Franco does Franco at A&O and NU Hillel event
By
  • Photo by Bryan Huebner / North by Northwestern
  • Photo by Bryan Huebner / North by Northwestern
  • Photo by Bryan Huebner / North by Northwestern
  • Photo by Bryan Huebner / North by Northwestern

Just who really is James Franco? Between contributing his acting chops to the Apatow-verse, the Spider-man trilogy and prestige pics, studying and teaching at a laundry list of the nation’s most prestigious universities and reading and writing a proliferation of poetry, Franco just might be the “Renaissance man” they say he is. Add in a seemingly perpetual aloofness, and he might just be the most beguiling celebrity working right now.

No amount of snow could keep NU students from cramming in to Pick-Staiger to find out more about James Franco on Saturday.

A departure from A&O Productions’ usual winter speaker-format, the sold-out event was co-sponsored by A&O and NU Hillel. Past speakers such as B.J. Novak have been more traditional stand-up routines, whereas Franco held a Q&A with RTVF associate professor Jeffrey Sconce. He kept it brief as the audience was clearly clamoring for Franco, and when Franco finally walked onstage, everyone erupted in applause.

“This is so weird,” Sconce said to the crowd as he walked onstage to introduce Franco. “Obviously you all know who’s here tonight. James Franco: writer, director, actor.”

The evening’s tone fluctuated wildly from high-energy to low-key, aggressively academic to laugh-out-loud hilarious, as Franco philosophized on everything from the challenges of adapting Faulkner’s The Sound and the Fury into a film to already-cult classic Spring Breakers’ thematic complexities.

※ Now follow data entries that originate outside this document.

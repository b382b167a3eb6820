use std::path::{Path, PathBuf};
use std::time::Duration;

use anyhow::Context;

use crate::sync::timestamps::default_db_path;

const DEFAULT_REMOTE_ROOT: &str = "/";
const DEFAULT_LIST_PAGE_SIZE: u64 = 200;
const DEFAULT_LIST_RETRIES: u64 = 3;
const DEFAULT_TRANSFER_TIMEOUT_SECS: u64 = 300;

#[derive(Debug, Clone, PartialEq, Eq)]
pub struct Config {
    pub local_root: PathBuf,
    pub remote_url: String,
    pub remote_root: String,
    pub token: String,
    pub project: String,
    pub db_path: PathBuf,
    pub list_page_size: u32,
    pub list_retries: u32,
    pub transfer_timeout: Duration,
}

impl Config {
    pub fn from_env() -> anyhow::Result<Self> {
        Self::from_lookup(|name| std::env::var(name).ok())
    }

    /// Builds the configuration from any variable source.
    pub fn from_lookup<F>(lookup: F) -> anyhow::Result<Self>
    where
        F: Fn(&str) -> Option<String>,
    {
        let home = dirs::home_dir().context("home directory is unavailable")?;
        let local_root = match lookup("REMSYNC_LOCAL_ROOT") {
            Some(value) => expand_with_home(&value, &home),
            None => std::env::current_dir().context("current directory is unavailable")?,
        };
        let remote_url = lookup("REMSYNC_REMOTE_URL").context("REMSYNC_REMOTE_URL is not set")?;
        let token = lookup("REMSYNC_TOKEN").context("REMSYNC_TOKEN is not set")?;
        let remote_root =
            lookup("REMSYNC_REMOTE_ROOT").unwrap_or_else(|| DEFAULT_REMOTE_ROOT.to_string());
        let project = lookup("REMSYNC_PROJECT")
            .unwrap_or_else(|| local_root.to_string_lossy().into_owned());
        let db_path = match lookup("REMSYNC_DB_PATH") {
            Some(value) => expand_with_home(&value, &home),
            None => default_db_path().context("cannot resolve timestamp database path")?,
        };
        let list_page_size =
            read_u32(&lookup, "REMSYNC_LIST_PAGE_SIZE", DEFAULT_LIST_PAGE_SIZE, 1);
        let list_retries = read_u32(&lookup, "REMSYNC_LIST_RETRIES", DEFAULT_LIST_RETRIES, 0);
        let transfer_timeout = Duration::from_secs(u64::from(read_u32(
            &lookup,
            "REMSYNC_TRANSFER_TIMEOUT_SECS",
            DEFAULT_TRANSFER_TIMEOUT_SECS,
            1,
        )));

        Ok(Self {
            local_root,
            remote_url,
            remote_root,
            token,
            project,
            db_path,
            list_page_size,
            list_retries,
            transfer_timeout,
        })
    }
}

fn expand_with_home(value: &str, home: &Path) -> PathBuf {
    if value == "~" {
        return home.to_path_buf();
    }
    if let Some(rest) = value.strip_prefix("~/") {
        return home.join(rest);
    }
    PathBuf::from(value)
}

/// Values below `min` or not parseable fall back to `default`.
fn read_u32<F>(lookup: &F, name: &str, default: u64, min: u64) -> u32
where
    F: Fn(&str) -> Option<String>,
{
    let value = lookup(name)
        .and_then(|value| value.trim().parse::<u64>().ok())
        .filter(|value| *value >= min)
        .unwrap_or(default);
    u32::try_from(value).unwrap_or(u32::MAX)
}
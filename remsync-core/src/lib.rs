mod client;

pub use client::{
    ApiErrorClass, BatchDeleteReport, DeleteResult, DeleteStatus, EntryList, EntryType,
    RemoteClient, RemoteEntry, RemoteError, TransferLink,
};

To start things off, Sconce asked Franco about why he values book learning and the importance of his going back to school. Franco proceeded to launch into a description of his intellectual journey: growing up in Palo Alto (which drew applause, and a characteristic nonplussed response from Franco) and wanting to go to the Rhode Island School of Design to pursue art despite his parents’ objections. Despite being interested in much of what interests him now, like film and literature, he “didn’t really know any practical steps to, you know, become any of those things,” only finding, during his freshman year at UCLA, that “there’s a way to actually pursue this as a career.”

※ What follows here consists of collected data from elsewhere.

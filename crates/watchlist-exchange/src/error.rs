//! 거래소 에러 타입.

use thiserror::Error;

/// 상장 정보 조회 에러.
#[derive(Debug, Error)]
pub enum ExchangeError {
    /// 네트워크/연결 에러
    #[error("Network error: {0}")]
    NetworkError(String),

    /// 타임아웃
    #[error("Request timeout: {0}")]
    Timeout(String),

    /// HTTP 비정상 응답 또는 거래소 에러 코드
    #[error("API error {code}: {message}")]
    ApiError { code: i32, message: String },

    /// 파싱/역직렬화 에러
    #[error("Parse error: {0}")]
    ParseError(String),

    /// 지원되지 않는 소스
    #[error("Not supported: {0}")]
    NotSupported(String),
}

impl ExchangeError {
    /// 로그 필드용 에러 분류.
    pub fn category(&self) -> &'static str {
        match self {
            ExchangeError::NetworkError(_) | ExchangeError::Timeout(_) => "transport",
            ExchangeError::ApiError { .. } => "api",
            ExchangeError::ParseError(_) => "decode",
            ExchangeError::NotSupported(_) => "config",
        }
    }
}

impl From<reqwest::Error> for ExchangeError {
    fn from(err: reqwest::Error) -> Self {
        if err.is_timeout() {
            ExchangeError::Timeout(err.to_string())
        } else if err.is_decode() {
            ExchangeError::ParseError(err.to_string())
        } else {
            ExchangeError::NetworkError(err.to_string())
        }
    }
}

impl From<serde_json::Error> for ExchangeError {
    fn from(err: serde_json::Error) -> Self {
        ExchangeError::ParseError(err.to_string())
    }
}

#[cfg(test)]
mod tests {
    use super::*;

    #[test]
    fn test_category() {
        assert_eq!(ExchangeError::Timeout("30s".into()).category(), "transport");
        assert_eq!(
            ExchangeError::ApiError {
                code: 451,
                message: "restricted location".into()
            }
            .category(),
            "api"
        );
        assert_eq!(ExchangeError::NotSupported("ftx".into()).category(), "config");
    }

    #[test]
    fn test_from_serde_error() {
        let err: ExchangeError = serde_json::from_str::<Vec<u8>>("{").unwrap_err().into();
        assert!(matches!(err, ExchangeError::ParseError(_)));
        assert_eq!(err.category(), "decode");
    }
}
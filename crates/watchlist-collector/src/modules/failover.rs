//! 엔드포인트 failover 수집.
//!
//! 일부 엔드포인트가 차단되거나 지역 제한으로 빈 목록을 돌려주는 소스를 위해
//! 엔드포인트를 순서대로 하나씩 시도합니다. 재시도 래퍼가 아니라 명시적인
//! 상태 기계이며, 각 엔드포인트는 실행당 정확히 한 번만 시도합니다.
//!
//! 시도 결과는 세 가지로 구분됩니다:
//! - 1개 이상의 심볼: 성공, 이후 엔드포인트는 시도하지 않음
//! - 0개의 심볼: soft block 의심, 다음 엔드포인트로 진행
//! - 에러: 메시지를 기록하고 다음 엔드포인트로 진행

use super::fetcher::{fetch_symbols, FetchOptions};
use tracing::{error, info, warn};
use watchlist_core::{AttemptOutcome, EndpointAttempt, SourceId, SourceResult, Symbol};
use watchlist_exchange::InstrumentCatalog;

/// failover 진행 상태.
#[derive(Debug)]
enum FailoverState {
    /// `cursor` 위치의 엔드포인트를 시도할 차례
    Trying { cursor: usize },
    /// 엔드포인트 하나가 심볼을 반환함
    Succeeded { symbols: Vec<Symbol> },
    /// 모든 엔드포인트 소진
    Exhausted,
}

/// 엔드포인트를 순서대로 시도해 첫 번째 비어 있지 않은 결과를 반환합니다.
///
/// 모두 실패하면 심볼 없이, 시도 기록 전체를 진단 메시지로 가진 결과를 반환합니다.
/// 성공 시 진단 메시지는 비어 있고 시도 기록은 `SourceResult::attempts`에만 남습니다.
pub async fn fetch_with_failover(
    catalog: &dyn InstrumentCatalog,
    source: &SourceId,
    endpoints: &[String],
    options: &FetchOptions,
) -> SourceResult {
    if endpoints.is_empty() {
        let message = format!(
            "Configuration error: no failover endpoints configured for {}",
            source
        );
        error!(source = %source, "{}", message);
        return SourceResult::failed(source.clone(), vec![message]);
    }

    let mut attempts: Vec<EndpointAttempt> = Vec::with_capacity(endpoints.len());
    let mut state = FailoverState::Trying { cursor: 0 };

    let symbols = loop {
        state = match state {
            FailoverState::Trying { cursor } if cursor >= endpoints.len() => {
                FailoverState::Exhausted
            }
            FailoverState::Trying { cursor } => {
                let endpoint = &endpoints[cursor];
                match fetch_symbols(catalog, source, Some(endpoint), options).await {
                    Ok(symbols) if !symbols.is_empty() => {
                        info!(
                            source = %source,
                            endpoint = %endpoint,
                            count = symbols.len(),
                            "엔드포인트 사용"
                        );
                        attempts.push(EndpointAttempt::new(
                            endpoint.as_str(),
                            AttemptOutcome::Success {
                                count: symbols.len(),
                            },
                        ));
                        FailoverState::Succeeded { symbols }
                    }
                    Ok(_) => {
                        warn!(
                            source = %source,
                            endpoint = %endpoint,
                            "0개 반환, 다음 엔드포인트 시도"
                        );
                        attempts.push(EndpointAttempt::new(
                            endpoint.as_str(),
                            AttemptOutcome::Empty,
                        ));
                        FailoverState::Trying { cursor: cursor + 1 }
                    }
                    Err(e) => {
                        warn!(
                            source = %source,
                            endpoint = %endpoint,
                            category = e.category(),
                            error = %e,
                            "엔드포인트 실패, 다음 엔드포인트 시도"
                        );
                        attempts.push(EndpointAttempt::new(
                            endpoint.as_str(),
                            AttemptOutcome::Error {
                                message: e.to_string(),
                            },
                        ));
                        FailoverState::Trying { cursor: cursor + 1 }
                    }
                }
            }
            FailoverState::Succeeded { symbols } => break Some(symbols),
            FailoverState::Exhausted => break None,
        };
    };

    match symbols {
        Some(symbols) => SourceResult::success(source.clone(), symbols).with_attempts(attempts),
        None => {
            let diagnostics: Vec<String> = attempts.iter().map(|a| a.to_string()).collect();
            error!(
                source = %source,
                "모든 엔드포인트 실패:\n{}",
                diagnostics
                    .iter()
                    .map(|d| format!("- {}", d))
                    .collect::<Vec<_>>()
                    .join("\n")
            );
            SourceResult::failed(source.clone(), diagnostics).with_attempts(attempts)
        }
    }
}
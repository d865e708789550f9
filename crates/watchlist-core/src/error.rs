//! 핵심 에러 타입.

use thiserror::Error;

/// 도메인 타입 생성 및 설정 검증 에러.
#[derive(Debug, Error, Clone, PartialEq, Eq)]
pub enum CoreError {
    /// 잘못된 소스 식별자
    #[error("잘못된 소스 식별자: {0:?}")]
    InvalidSourceId(String),

    /// 잘못된 설정
    #[error("설정 에러: {0}")]
    Config(String),
}

/// 핵심 작업을 위한 Result 타입.
pub type CoreResult<T> = Result<T, CoreError>;
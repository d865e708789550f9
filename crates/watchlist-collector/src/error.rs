//! 에러 타입 정의.

use thiserror::Error;

/// Collector 에러 타입.
///
/// 소스별 수집 실패는 진단 메시지로 기록되며 이 타입으로 전파되지 않습니다.
/// 설정 로드 실패와 산출물 기록 실패만 실행을 중단시킵니다.
#[derive(Debug, Error)]
pub enum CollectorError {
    /// 설정 에러
    #[error("Configuration error: {0}")]
    Config(String),

    /// 파일 기록 에러
    #[error("I/O error at {path}: {source}")]
    Io {
        path: String,
        #[source]
        source: std::io::Error,
    },

    /// 메타데이터 직렬화 에러
    #[error("Serialization error: {0}")]
    Serialization(#[from] serde_json::Error),

    /// 거래소 클라이언트 초기화 에러
    #[error("Exchange error: {0}")]
    Exchange(#[from] watchlist_exchange::ExchangeError),
}

impl CollectorError {
    pub(crate) fn io(path: &std::path::Path, source: std::io::Error) -> Self {
        Self::Io {
            path: path.display().to_string(),
            source,
        }
    }
}

impl From<watchlist_core::CoreError> for CollectorError {
    fn from(err: watchlist_core::CoreError) -> Self {
        Self::Config(err.to_string())
    }
}

/// Result 타입 별칭
pub type Result<T> = std::result::Result<T, CollectorError>;
//! # Watchlist Core
//!
//! 정산 자산(예: BTC) 기준 현물 페어 watchlist 생성기의 핵심 타입을 제공합니다.
//!
//! 이 크레이트는 다음을 제공합니다:
//! - 거래소 상장 정보(`Instrument`) 및 정규화 심볼(`Symbol`) 타입
//! - 심볼 정규화기 (`normalize`, `normalize_all`)
//! - 소스별 수집 결과 및 실행 메타데이터
//! - 로깅 인프라

pub mod domain;
pub mod error;
pub mod logging;
pub mod normalizer;
pub mod types;

pub use domain::*;
pub use error::*;
pub use logging::*;
pub use normalizer::{normalize, normalize_all};
pub use types::*;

He dropped out of school to pursue acting. Because his parents wouldn’t support his acting aspirations, he worked at the school cafeteria and McDonald's to make enough money on the side, meanwhile reading voraciously on film sets, as opposed to playing videogames and gossiping. At first, he thought he was overcompensating: “I was like the scarecrow in the Wizard of Oz…’I always felt like oh, if I only had a brain.’” His reading habits finally got “to the point where I was a social idiot and just didn’t know how to interact with people outside of work.” Finally, after eight years in the acting business, he reenrolled at UCLA, excited again to find people who wanted to talk about literature.

Asked about his adaptation of The Sound and the Fury, Franco quickly lit up (or got as excited as James Franco can conceivably appear to get) and spoke freely on the odd art of adaptation.

“I saw my directing efforts as a little more liberated,” he said, reconciling his blockbuster comedies and action films with his more indie side. “If I find a kind of balancing point…they will afford the opportunity to do the other ones.”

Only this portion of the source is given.